Wanted to post some lyrics of the song playing on my blog...I want this to happen to Camotes Island.

Did you feel the mountains tremble?
Did you hear the oceans roar?
When the people rose to sing of
Jesus Christ the risen one
Did you feel the people tremble?
Did you hear the singers roar?
When the lost began to sing of
Jesus Christ the risen one
And we can see that God you're moving
A mighty river through the nations
And young and old will turn to Jesus
Fling wide your heavenly gates
Prepare the way of the risen Lord
Open up the doors and let the music play
Let the streets resound with singing
Songs that bring your hope
Songs that bring your joy
Dancers who dance upon injustice
Did you feel the darkness tremble?When all the saints join in one song
And all the streams flow as one river
To wash away our brokeness
And here we see that God you're moving
A time of Jubilee is coming
When young and old return to Jesus
Fling wide your heavenly gates
Prepare the way of the risen Lord

Sunday, June 1, 2008

12 am Monday- ready to journey across the earth

I have one more night after I (finially) turn in tonite- or this morning.
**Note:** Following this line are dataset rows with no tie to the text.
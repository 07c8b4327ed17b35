// ============================================================================
// src/distro.rs – Release detection and the per-release tool-path table
// ============================================================================

use crate::error::{PatchError, PatchResult};
use serde::Serialize;
use std::fs;
use std::path::{Path, PathBuf};

const OS_RELEASE: &str = "etc/os-release";
const REDHAT_RELEASE: &str = "etc/redhat-release";

/// Releases at or above this version can encrypt the OS volume online.
const MIN_ONLINE_ENCRYPTION: (u32, u32) = (8, 1);

#[derive(Debug, Clone, PartialEq, Eq, Serialize)]
pub struct DistroRelease {
    pub id: String,
    pub version: String,
    pub major: u32,
    pub minor: u32,
}

impl DistroRelease {
    /// Read the release of the system mounted at `root`.
    pub fn detect(root: &Path) -> PatchResult<Self> {
        let os_release = root.join(OS_RELEASE);
        if let Ok(text) = fs::read_to_string(&os_release) {
            if let Some(release) = Self::from_os_release(&text) {
                return Ok(release);
            }
        }

        let redhat_release = root.join(REDHAT_RELEASE);
        let text = fs::read_to_string(&redhat_release)
            .map_err(|e| PatchError::io("read release file", &redhat_release, e))?;
        Self::from_redhat_release(&text).ok_or_else(|| {
            PatchError::Config(format!(
                "unrecognised release string in {}",
                redhat_release.display()
            ))
        })
    }

    fn from_os_release(text: &str) -> Option<Self> {
        let mut id = None;
        let mut version = None;
        for line in text.lines() {
            let Some((key, value)) = line.split_once('=') else {
                continue;
            };
            let value = value.trim().trim_matches('"').trim_matches('\'');
            match key.trim() {
                "ID" => id = Some(value.to_string()),
                "VERSION_ID" => version = Some(value.to_string()),
                _ => {}
            }
        }
        let mut release = Self::parse_version(&version?).ok()?;
        release.id = id.unwrap_or_else(|| "linux".to_string());
        Some(release)
    }

    /// `CentOS Linux release 7.9.2009 (Core)` style banners.
    fn from_redhat_release(text: &str) -> Option<Self> {
        let mut words = text.split_whitespace();
        let first = words.clone().next()?.to_ascii_lowercase();
        let version = words.find(|w| w.starts_with(|c: char| c.is_ascii_digit()))?;
        let mut release = Self::parse_version(version).ok()?;
        release.id = match first.as_str() {
            "red" => "rhel".to_string(),
            other => other.to_string(),
        };
        Some(release)
    }

    pub fn parse_version(version: &str) -> PatchResult<Self> {
        let mut parts = version.trim().split('.');
        let major = parts
            .next()
            .and_then(|p| p.parse::<u32>().ok())
            .ok_or_else(|| PatchError::Config(format!("invalid release version {version:?}")))?;
        let minor = parts
            .next()
            .map(|p| {
                p.parse::<u32>()
                    .map_err(|_| PatchError::Config(format!("invalid release version {version:?}")))
            })
            .transpose()?
            .unwrap_or(0);
        Ok(Self {
            id: "linux".to_string(),
            version: version.trim().to_string(),
            major,
            minor,
        })
    }

    pub fn at_least(&self, major: u32, minor: u32) -> bool {
        (self.major, self.minor) >= (major, minor)
    }

    /// The dracut module patching flow only targets the 7.x boot pipeline.
    pub fn supports_module_patching(&self) -> bool {
        self.major == 7
    }

    pub fn supports_online_encryption(&self) -> bool {
        self.at_least(MIN_ONLINE_ENCRYPTION.0, MIN_ONLINE_ENCRYPTION.1)
    }

    fn is_legacy_layout(&self) -> bool {
        self.major == 6
    }
}

/// Absolute paths of every external tool the patcher may run.
#[derive(Debug, Clone, PartialEq, Eq, Serialize)]
pub struct ToolPaths {
    pub cryptsetup: PathBuf,
    pub udevadm: PathBuf,
    pub dracut: PathBuf,
    pub grubby: PathBuf,
    pub grub2_mkconfig: PathBuf,
    pub rpm: PathBuf,
    pub yum: PathBuf,
}

impl ToolPaths {
    pub fn for_release(release: &DistroRelease) -> Self {
        if release.is_legacy_layout() {
            Self {
                cryptsetup: "/sbin/cryptsetup".into(),
                udevadm: "/sbin/udevadm".into(),
                dracut: "/sbin/dracut".into(),
                grubby: "/sbin/grubby".into(),
                grub2_mkconfig: "/sbin/grub2-mkconfig".into(),
                rpm: "/bin/rpm".into(),
                yum: "/usr/bin/yum".into(),
            }
        } else {
            Self {
                cryptsetup: "/usr/sbin/cryptsetup".into(),
                udevadm: "/usr/bin/udevadm".into(),
                dracut: "/usr/sbin/dracut".into(),
                grubby: "/usr/sbin/grubby".into(),
                grub2_mkconfig: "/usr/sbin/grub2-mkconfig".into(),
                rpm: "/usr/bin/rpm".into(),
                yum: "/usr/bin/yum".into(),
            }
        }
    }

    pub fn all(&self) -> Vec<&Path> {
        vec![
            &self.cryptsetup,
            &self.udevadm,
            &self.dracut,
            &self.grubby,
            &self.grub2_mkconfig,
            &self.rpm,
            &self.yum,
        ]
    }
}

/// Packages providing the encryption tooling itself.
pub fn base_packages(release: &DistroRelease) -> Vec<&'static str> {
    if release.is_legacy_layout() {
        vec!["cryptsetup-reencrypt"]
    } else {
        vec!["cryptsetup"]
    }
}

/// Full utility set needed by the wider encryption workflow.
pub fn extra_packages(release: &DistroRelease) -> Vec<&'static str> {
    let mut packages = vec![
        "cryptsetup",
        "lsscsi",
        "psmisc",
        "lvm2",
        "uuid",
        "at",
        "patch",
        "procps-ng",
        "util-linux",
    ];
    if release.is_legacy_layout() {
        packages.retain(|p| !matches!(*p, "cryptsetup" | "procps-ng" | "util-linux"));
        packages.push("cryptsetup-reencrypt");
    }
    packages
}

#[cfg(test)]
mod tests {
    use super::*;
    use tempfile::TempDir;

    #[test]
    fn detects_release_from_os_release() {
        let root = TempDir::new().unwrap();
        fs::create_dir_all(root.path().join("etc")).unwrap();
        fs::write(
            root.path().join(OS_RELEASE),
            "NAME=\"CentOS Linux\"\nID=\"centos\"\nVERSION_ID=\"7.9\"\n",
        )
        .unwrap();

        let release = DistroRelease::detect(root.path()).unwrap();
        assert_eq!(release.id, "centos");
        assert_eq!((release.major, release.minor), (7, 9));
        assert!(release.supports_module_patching());
    }

    #[test]
    fn falls_back_to_redhat_release_banner() {
        let root = TempDir::new().unwrap();
        fs::create_dir_all(root.path().join("etc")).unwrap();
        fs::write(
            root.path().join(REDHAT_RELEASE),
            "Red Hat Enterprise Linux Server release 6.10 (Santiago)\n",
        )
        .unwrap();

        let release = DistroRelease::detect(root.path()).unwrap();
        assert_eq!(release.id, "rhel");
        assert_eq!((release.major, release.minor), (6, 10));
        assert!(!release.supports_module_patching());
    }

    #[test]
    fn missing_release_files_are_a_config_error() {
        let root = TempDir::new().unwrap();
        assert!(DistroRelease::detect(root.path()).is_err());
    }

    #[test]
    fn online_encryption_compares_numerically() {
        let check = |v: &str| DistroRelease::parse_version(v).unwrap().supports_online_encryption();
        assert!(!check("7.9"));
        assert!(!check("8.0"));
        assert!(check("8.1"));
        assert!(check("8.10"));
        assert!(check("9"));
    }

    #[test]
    fn tool_table_follows_release_layout() {
        let six = ToolPaths::for_release(&DistroRelease::parse_version("6.10").unwrap());
        let seven = ToolPaths::for_release(&DistroRelease::parse_version("7.9").unwrap());
        assert_eq!(six.cryptsetup, PathBuf::from("/sbin/cryptsetup"));
        assert_eq!(seven.cryptsetup, PathBuf::from("/usr/sbin/cryptsetup"));
        assert_eq!(seven.all().len(), 7);
    }

    #[test]
    fn legacy_release_swaps_package_set() {
        let six = DistroRelease::parse_version("6.10").unwrap();
        let seven = DistroRelease::parse_version("7.9").unwrap();

        assert_eq!(base_packages(&six), vec!["cryptsetup-reencrypt"]);
        assert_eq!(base_packages(&seven), vec!["cryptsetup"]);

        let extras = extra_packages(&six);
        assert!(extras.contains(&"cryptsetup-reencrypt"));
        assert!(!extras.contains(&"cryptsetup"));
        assert!(!extras.contains(&"procps-ng"));
        assert!(!extras.contains(&"util-linux"));
        assert_eq!(extra_packages(&seven).len(), 9);
    }
}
I am tired but I wanted to get out a quick blog. Today was an interesting day all around. I found out that my dufflebag was so heavy I could barely lift it-unpacked and repacked three times. Downsizing stinks. But, loading a heavy bag around in hot island weather doesn't tickle my fancy either

Earlier tonight, at church, I spent my last service taking communion and getting things straight with God. I basically just told Him I was gonna try to trust Him completely this summer. And also that I wanted this summer to be special, different. Not just an emotional high, but a real life altering expierence. My eyes got wet as I drank from the cup and bit the bread. If He can die the way He did, I wanna live because of Him and for Him. I poured out my heart to Him. Just got real before Him. This is it, God. Me and You traveling across the world together. Help me tell boldy of the love I have come to know.
After church, I was in the parking lot of Sports Authority, getting sprinkled on and headed to the car. Bailey said,"Kaylee, look quick!" Above us was one faint rainbow and one that lit up the cloudy sky. I am normally not the type who looks at something and compares it to something spiritual. Alot of bloggers have a natural talent for this skill(anybody remember pluthpastor's 'weavils in my raisins' blog?) I don't consider myself very observant in that way. However, tonight, as I looked up at that rainbow, I thought about how the sky was so dark and cloudy but God shined through with a rainbow. Corny, I know. But, it was beautiful. I felt filled with wonder at God. He will never leave me or forsake me. That was a special moment. Luckily I had my camera and snapped a picture before it faded out. I am trying to say what I felt like God was saying through that rainbow to me, but I can't explain it. I was just so comforted.
Rainbows aside, I leave tomorro..which sounds weird because I haven't gone to bed on Sunday night yet and it is monday morning now...hmm..tommorro. whoa.
Oh, I am hopefully going to post some specific prayer requests on the blog before I head out for the summer. Maybe anyways. Tommorro is gonna be busy. Hope I get to blog, if not, talk to ya in the Philippines! Peace.